There are a few other tricks I've used to get attention, here's a short list of successes and relative flops:

*The Spinward Fringe "Your Next Great Space Opera Is Right Here!" Television Campaign*: http://forums.syfy.com/index.php?showtopic=2335588&hl=spinward+fringe This approach was in response to a rumour I heard about a television series being developed based on my work. I have no idea where it started, but it didn't stop me from giving the SyFy network a fun loving nudge. It didn't make the splash I was hoping for, but I did find a few dozen readers because of it.

*Author Wikipedia Page*: Terribly out of date and filled with inaccuracies. I'm still thankful a reader took the time to put it up, however: http://en.wikipedia.org/wiki/Randolph_lalonde

*Google AdWords*: I received $100.00 worth of advertising with this service from a provider when I purchased my web hosting over a year ago and after reading up on the best ways to take advantage of this advertising strategy, I gave it a shot. After using that entire credit in ways suggested by Google and other advertising experts I may have sold about a dozen copies and generated 400 bouncing hits. My conclusion is, spend big with Adwords and be present for as long as possible or don't bother. Others have had different results, but I haven't actually met these "others".

*Operation eBook Drop*: I didn't list this with the main post because I don't consider it promotion as much as doing the right thing. It also doesn't apply to short stories. This effort allows us indie authors to provide our books to deployed Coalition Troops around the world thanks to Ed Patterson. More on that here: http://blog.smashwords.com/2009/09/smashwords-supports-operation-ebook.html

I'm sure I missed a few things. Six years on the indie scene is a very long time. I suppose the most important statement to add is that I've been writing full time, earning a living only from writing for over a year now. My free trilogy: The First Light Chronicles Omnibus, is currently number seven on Smashwords.com (here it is: https://www.smashwords.com/books/view/3178), and as of today I have several of the top spots in the Science Fiction top 10 on Mobipocket http://www.mobipocket.com/en/eBooks/Category.asp?Language=EN&categoryId=14&Name=Science+Fiction

Late Addendum: *A word on print and Advertising Costs*
_Spend nothing._
I'll elaborate a little. Setting your book up with a distributor or retailer who will make money on your book when copies sell and paying for it is a very old way of being an indie, and it's not fair to authors.

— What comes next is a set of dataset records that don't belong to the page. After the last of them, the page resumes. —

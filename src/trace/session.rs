//! The trace session
//!
//! [`TraceSession`] is the coordinator of one visualization: it owns the
//! call stack, the value stack, the pending-step queue, the skip marker, the
//! single active highlight, the function registry and the host's entry
//! point. It is a cheap `Rc` handle; clones share the same state, which is
//! how traced bodies, the run timer and the UI all reach it.
//!
//! This file holds state, frame management and the call protocol. Stepping
//! lives in [`scheduler`](super::scheduler).
//!
//! # Borrowing
//!
//! Every piece of state sits in its own `RefCell` and is borrowed only for
//! the duration of a synchronous operation, never across an `.await`.

use super::function::{FunctionTable, ScriptedFunction, TracedFunction};
use crate::animation::Animation;
use crate::config::TraceConfig;
use crate::error::{Result, TraceError};
use crate::model::frame::StackFrame;
use crate::model::function::FunctionInfo;
use crate::model::stack::CallStack;
use crate::model::value::Value;
use crate::model::variable::{ArrayVar, Record, Variable};
use crate::surface::{FrameHandle, RegionRef, SharedSurface, Surface, TagHandle};
use futures_util::future::{FutureExt, LocalBoxFuture};
use std::cell::{Cell, RefCell};
use std::collections::VecDeque;
use std::future::Future;
use std::rc::Rc;
use std::time::Duration;
use tokio::task::JoinHandle;
use tracing::{debug, error, info, warn};

/// Deferred remainder of a traced body, run by a step command
pub(crate) type Continuation = Box<dyn FnOnce(&TraceSession)>;

type EntryPoint = Rc<dyn Fn(TraceSession) -> LocalBoxFuture<'static, Result<Value>>>;

pub(crate) struct SessionInner {
    pub(crate) title: String,
    pub(crate) config: RefCell<TraceConfig>,
    pub(crate) surface: SharedSurface,
    pub(crate) functions: RefCell<FunctionTable>,
    pub(crate) stack: RefCell<CallStack>,
    pub(crate) values: RefCell<Vec<Value>>,
    pub(crate) queue: RefCell<VecDeque<Continuation>>,
    /// Call-stack depth recorded by step-over; `None` when not skipping
    pub(crate) call_base: Cell<Option<usize>>,
    pub(crate) highlight: RefCell<Option<RegionRef>>,
    pub(crate) entry: RefCell<Option<EntryPoint>>,
    pub(crate) entry_task: RefCell<Option<JoinHandle<()>>>,
    pub(crate) run_timer: RefCell<Option<JoinHandle<()>>>,
    pub(crate) outcome: RefCell<Option<Result<Value>>>,
}

/// Shared handle to one visualization's execution state
#[derive(Clone)]
pub struct TraceSession {
    pub(crate) inner: Rc<SessionInner>,
}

Sure, it costs money to distribute eBooks, but most distributors or vanity presses (the dreaded V Word!), who charge you up front for publicity and distribution services are there to do just that: charge writers so they don't have to push the books they have on file. They make most of their cash from the authors and don't actually care about selling your book. Smashwords, Amazon, Mobipocket (not accepting new authors / publishers), Lulu, Createspace, and many others will take your book for free and are concerned with making money from your book selling, not from raiding your wallet.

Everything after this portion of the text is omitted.